┌────────

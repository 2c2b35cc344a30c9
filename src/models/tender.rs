use chrono::{DateTime, NaiveDate, Utc};
use serde::{Deserialize, Serialize};

use super::validation::ValidationError;
use crate::types::{parse_date, TenderStatus};

pub const TITLE_MAX_CHARS: usize = 100;

/// Tender as returned to API consumers.
///
/// `created_at` is the creation *date*; the full timestamp stays in the database.
#[derive(Debug, Clone, PartialEq, Serialize, Deserialize)]
#[serde(rename_all = "camelCase")]
pub struct Tender {
    pub id: i32,
    pub title: String,
    pub description: String,
    pub budget: f64,
    pub deadline: NaiveDate,
    pub status: TenderStatus,
    pub category: String,
    pub company: String,
    pub location: String,
    #[serde(default)]
    pub requirements: Vec<String>,
    pub contact: String,
    #[serde(default)]
    pub created_by: Option<i32>,
    pub created_at: NaiveDate,
    #[serde(default, skip_serializing_if = "Option::is_none")]
    pub updated_at: Option<DateTime<Utc>>,
}

/// Create/update payload. Every field is optional so that missing fields
/// surface as validation errors instead of deserialization failures, and so
/// the same type can carry partial updates.
#[derive(Debug, Clone, Default, PartialEq, Serialize, Deserialize)]
#[serde(rename_all = "camelCase")]
pub struct TenderInput {
    #[serde(default, skip_serializing_if = "Option::is_none")]
    pub title: Option<String>,
    #[serde(default, skip_serializing_if = "Option::is_none")]
    pub description: Option<String>,
    #[serde(default, skip_serializing_if = "Option::is_none")]
    pub budget: Option<f64>,
    #[serde(default, skip_serializing_if = "Option::is_none")]
    pub deadline: Option<String>,
    #[serde(default, skip_serializing_if = "Option::is_none")]
    pub status: Option<String>,
    #[serde(default, skip_serializing_if = "Option::is_none")]
    pub category: Option<String>,
    #[serde(default, skip_serializing_if = "Option::is_none")]
    pub company: Option<String>,
    #[serde(default, skip_serializing_if = "Option::is_none")]
    pub location: Option<String>,
    #[serde(default, skip_serializing_if = "Option::is_none")]
    pub requirements: Option<Vec<String>>,
    #[serde(default, skip_serializing_if = "Option::is_none")]
    pub contact: Option<String>,
}

/// A fully validated tender body, ready to be stored
#[derive(Debug, Clone, PartialEq)]
pub struct TenderDraft {
    pub title: String,
    pub description: String,
    pub budget: f64,
    pub deadline: NaiveDate,
    pub status: TenderStatus,
    pub category: String,
    pub company: String,
    pub location: String,
    pub requirements: Vec<String>,
    pub contact: String,
}

impl TenderInput {
    /// Fields present in `other` replace the ones in `self`
    pub fn overlay(mut self, other: &TenderInput) -> Self {
        fn pick<T: Clone>(current: Option<T>, incoming: &Option<T>) -> Option<T> {
            incoming.clone().or(current)
        }
        self.title = pick(self.title, &other.title);
        self.description = pick(self.description, &other.description);
        self.budget = pick(self.budget, &other.budget);
        self.deadline = pick(self.deadline, &other.deadline);
        self.status = pick(self.status, &other.status);
        self.category = pick(self.category, &other.category);
        self.company = pick(self.company, &other.company);
        self.location = pick(self.location, &other.location);
        self.requirements = pick(self.requirements, &other.requirements);
        self.contact = pick(self.contact, &other.contact);
        self
    }

    pub fn into_draft(self) -> Result<TenderDraft, ValidationError> {
        let mut errors = ValidationError::default();

        let title = self.title.unwrap_or_default().trim().to_string();
        if title.is_empty() {
            errors.push("title", "Please provide a title");
        } else if title.chars().count() > TITLE_MAX_CHARS {
            errors.push("title", "Title cannot be more than 100 characters");
        }

        let description = self.description.unwrap_or_default().trim().to_string();
        if description.is_empty() {
            errors.push("description", "Please provide a description");
        }

        let budget = match self.budget {
            None => {
                errors.push("budget", "Please provide a budget");
                0.0
            }
            Some(b) if !b.is_finite() || b < 0.0 => {
                errors.push("budget", "Budget must be a non-negative number");
                0.0
            }
            Some(b) => b,
        };

        let deadline = match self.deadline.as_deref().map(str::trim) {
            None | Some("") => {
                errors.push("deadline", "Please provide a deadline");
                NaiveDate::MIN
            }
            Some(raw) => parse_date(raw).unwrap_or_else(|| {
                errors.push("deadline", "Deadline must be a date (YYYY-MM-DD)");
                NaiveDate::MIN
            }),
        };

        let status = match self.status.as_deref().map(str::trim) {
            None | Some("") => TenderStatus::Open,
            Some(raw) => raw.to_ascii_lowercase().parse::<TenderStatus>().unwrap_or_else(|msg: String| {
                errors.push("status", msg);
                TenderStatus::Open
            }),
        };

        let mut required = |field: &str, value: Option<String>| {
            let value = value.unwrap_or_default().trim().to_string();
            if value.is_empty() {
                errors.push(field, format!("Please provide a {}", field));
            }
            value
        };
        let category = required("category", self.category);
        let company = required("company", self.company);
        let location = required("location", self.location);
        let contact = required("contact", self.contact);

        let requirements = self
            .requirements
            .unwrap_or_default()
            .into_iter()
            .map(|r| r.trim().to_string())
            .filter(|r| !r.is_empty())
            .collect();

        errors.into_result(TenderDraft {
            title,
            description,
            budget,
            deadline,
            status,
            category,
            company,
            location,
            requirements,
            contact,
        })
    }
}

impl From<&Tender> for TenderInput {
    fn from(t: &Tender) -> Self {
        Self {
            title: Some(t.title.clone()),
            description: Some(t.description.clone()),
            budget: Some(t.budget),
            deadline: Some(t.deadline.format("%Y-%m-%d").to_string()),
            status: Some(t.status.as_str().to_string()),
            category: Some(t.category.clone()),
            company: Some(t.company.clone()),
            location: Some(t.location.clone()),
            requirements: Some(t.requirements.clone()),
            contact: Some(t.contact.clone()),
        }
    }
}

impl Tender {
    /// Builds a tender from a validated draft
    pub fn from_draft(id: i32, draft: TenderDraft, created_by: Option<i32>, created_at: DateTime<Utc>) -> Self {
        Self {
            id,
            title: draft.title,
            description: draft.description,
            budget: draft.budget,
            deadline: draft.deadline,
            status: draft.status,
            category: draft.category,
            company: draft.company,
            location: draft.location,
            requirements: draft.requirements,
            contact: draft.contact,
            created_by,
            created_at: created_at.date_naive(),
            updated_at: Some(created_at),
        }
    }

    /// Applies a partial update; the merged result must still validate.
    /// `id`, `created_by` and `created_at` are never touched.
    pub fn apply(&mut self, update: &TenderInput) -> Result<(), ValidationError> {
        let draft = TenderInput::from(&*self).overlay(update).into_draft()?;
        self.title = draft.title;
        self.description = draft.description;
        self.budget = draft.budget;
        self.deadline = draft.deadline;
        self.status = draft.status;
        self.category = draft.category;
        self.company = draft.company;
        self.location = draft.location;
        self.requirements = draft.requirements;
        self.contact = draft.contact;
        Ok(())
    }
}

└────────

• _What the exercise asks_
Would you retype the whole listing, exactly as it reads?

• _Output below_
repository 2c2b35cc344a30c9
filename src/models/tender.rs
use chrono::{DateTime, NaiveDate, Utc};
use serde::{Deserialize, Serialize};

use super::validation::ValidationError;
use crate::types::{parse_date, TenderStatus};

pub const TITLE_MAX_CHARS: usize = 100;

/// Tender as returned to API consumers.
///
/// `created_at` is the creation *date*; the full timestamp stays in the database.
#[derive(Debug, Clone, PartialEq, Serialize, Deserialize)]
#[serde(rename_all = "camelCase")]
pub struct Tender {
    pub id: i32,
    pub title: String,
    pub description: String,
    pub budget: f64,
    pub deadline: NaiveDate,
    pub status: TenderStatus,
    pub category: String,
    pub company: String,
    pub location: String,
    #[serde(default)]
    pub requirements: Vec<String>,
    pub contact: String,
    #[serde(default)]
    pub created_by: Option<i32>,
    pub created_at: NaiveDate,
    #[serde(default, skip_serializing_if = "Option::is_none")]
    pub updated_at: Option<DateTime<Utc>>,
}

/// Create/update payload. Every field is optional so that missing fields
/// surface as validation errors instead of deserialization failures, and so
/// the same type can carry partial updates.
#[derive(Debug, Clone, Default, PartialEq, Serialize, Deserialize)]
#[serde(rename_all = "camelCase")]
pub struct TenderInput {
    #[serde(default, skip_serializing_if = "Option::is_none")]
    pub title: Option<String>,
    #[serde(default, skip_serializing_if = "Option::is_none")]
    pub description: Option<String>,
    #[serde(default, skip_serializing_if = "Option::is_none")]
    pub budget: Option<f64>,
    #[serde(default, skip_serializing_if = "Option::is_none")]
    pub deadline: Option<String>,
    #[serde(default, skip_serializing_if = "Option::is_none")]
    pub status: Option<String>,
    #[serde(default, skip_serializing_if = "Option::is_none")]
    pub category: Option<String>,
    #[serde(default, skip_serializing_if = "Option::is_none")]
    pub company: Option<String>,
    #[serde(default, skip_serializing_if = "Option::is_none")]
    pub location: Option<String>,
    #[serde(default, skip_serializing_if = "Option::is_none")]
    pub requirements: Option<Vec<String>>,
    #[serde(default, skip_serializing_if = "Option::is_none")]
    pub contact: Option<String>,
}

/// A fully validated tender body, ready to be stored
#[derive(Debug, Clone, PartialEq)]
pub struct TenderDraft {
    pub title: String,
    pub description: String,
    pub budget: f64,
    pub deadline: NaiveDate,
    pub status: TenderStatus,
    pub category: String,
    pub company: String,
    pub location: String,
    pub requirements: Vec<String>,
    pub contact: String,
}

impl TenderInput {
    /// Fields present in `other` replace the ones in `self`
    pub fn overlay(mut self, other: &TenderInput) -> Self {
        fn pick<T: Clone>(current: Option<T>, incoming: &Option<T>) -> Option<T> {
            incoming.clone().or(current)
        }
        self.title = pick(self.title, &other.title);
        self.description = pick(self.description, &other.description);
        self.budget = pick(self.budget, &other.budget);
        self.deadline = pick(self.deadline, &other.deadline);
        self.status = pick(self.status, &other.status);
        self.category = pick(self.category, &other.category);
        self.company = pick(self.company, &other.company);
        self.location = pick(self.location, &other.location);
        self.requirements = pick(self.requirements, &other.requirements);
        self.contact = pick(self.contact, &other.contact);
        self
    }

    pub fn into_draft(self) -> Result<TenderDraft, ValidationError> {
        let mut errors = ValidationError::default();

        let title = self.title.unwrap_or_default().trim().to_string();
        if title.is_empty() {
            errors.push("title", "Please provide a title");
        } else if title.chars().count() > TITLE_MAX_CHARS {
            errors.push("title", "Title cannot be more than 100 characters");
        }

        let description = self.description.unwrap_or_default().trim().to_string();
        if description.is_empty() {
            errors.push("description", "Please provide a description");
        }

        let budget = match self.budget {
            None => {
                errors.push("budget", "Please provide a budget");
                0.0
            }
            Some(b) if !b.is_finite() || b < 0.0 => {
                errors.push("budget", "Budget must be a non-negative number");
                0.0
            }
            Some(b) => b,
        };

        let deadline = match self.deadline.as_deref().map(str::trim) {
            None | Some("") => {
                errors.push("deadline", "Please provide a deadline");
                NaiveDate::MIN
            }
            Some(raw) => parse_date(raw).unwrap_or_else(|| {
                errors.push("deadline", "Deadline must be a date (YYYY-MM-DD)");
                NaiveDate::MIN
            }),
        };

        let status = match self.status.as_deref().map(str::trim) {
            None | Some("") => TenderStatus::Open,
            Some(raw) => raw.to_ascii_lowercase().parse::<TenderStatus>().unwrap_or_else(|msg: String| {
                errors.push("status", msg);
                TenderStatus::Open
            }),
        };

        let mut required = |field: &str, value: Option<String>| {
            let value = value.unwrap_or_default().trim().to_string();
            if value.is_empty() {
                errors.push(field, format!("Please provide a {}", field));
            }
            value
        };
        let category = required("category", self.category);
        let company = required("company", self.company);
        let location = required("location", self.location);
        let contact = required("contact", self.contact);

        let requirements = self
            .requirements
            .unwrap_or_default()
            .into_iter()
            .map(|r| r.trim().to_string())
            .filter(|r| !r.is_empty())
            .collect();

        errors.into_result(TenderDraft {
            title,
            description,
            budget,
            deadline,
            status,
            category,
            company,
            location,
            requirements,
            contact,
        })
    }
}

impl From<&Tender> for TenderInput {
    fn from(t: &Tender) -> Self {
        Self {
            title: Some(t.title.clone()),
            description: Some(t.description.clone()),
            budget: Some(t.budget),
            deadline: Some(t.deadline.format("%Y-%m-%d").to_string()),
            status: Some(t.status.as_str().to_string()),
            category: Some(t.category.clone()),
            company: Some(t.company.clone()),
            location: Some(t.location.clone()),
            requirements: Some(t.requirements.clone()),
            contact: Some(t.contact.clone()),
        }
    }
}

impl Tender {
    /// Builds a tender from a validated draft
    pub fn from_draft(id: i32, draft: TenderDraft, created_by: Option<i32>, created_at: DateTime<Utc>) -> Self {
        Self {
            id,
            title: draft.title,
            description: draft.description,
            budget: draft.budget,
            deadline: draft.deadline,
            status: draft.status,
            category: draft.category,
            company: draft.company,
            location: draft.location,
            requirements: draft.requirements,
            contact: draft.contact,
            created_by,
            created_at: created_at.date_naive(),
            updated_at: Some(created_at),
        }
    }

    /// Applies a partial update; the merged result must still validate.
    /// `id`, `created_by` and `created_at` are never touched.
    pub fn apply(&mut self, update: &TenderInput) -> Result<(), ValidationError> {
        let draft = TenderInput::from(&*self).overlay(update).into_draft()?;
        self.title = draft.title;
        self.description = draft.description;
        self.budget = draft.budget;
        self.deadline = draft.deadline;
        self.status = draft.status;
        self.category = draft.category;
        self.company = draft.company;
        self.location = draft.location;
        self.requirements = draft.requirements;
        self.contact = draft.contact;
        Ok(())
    }
}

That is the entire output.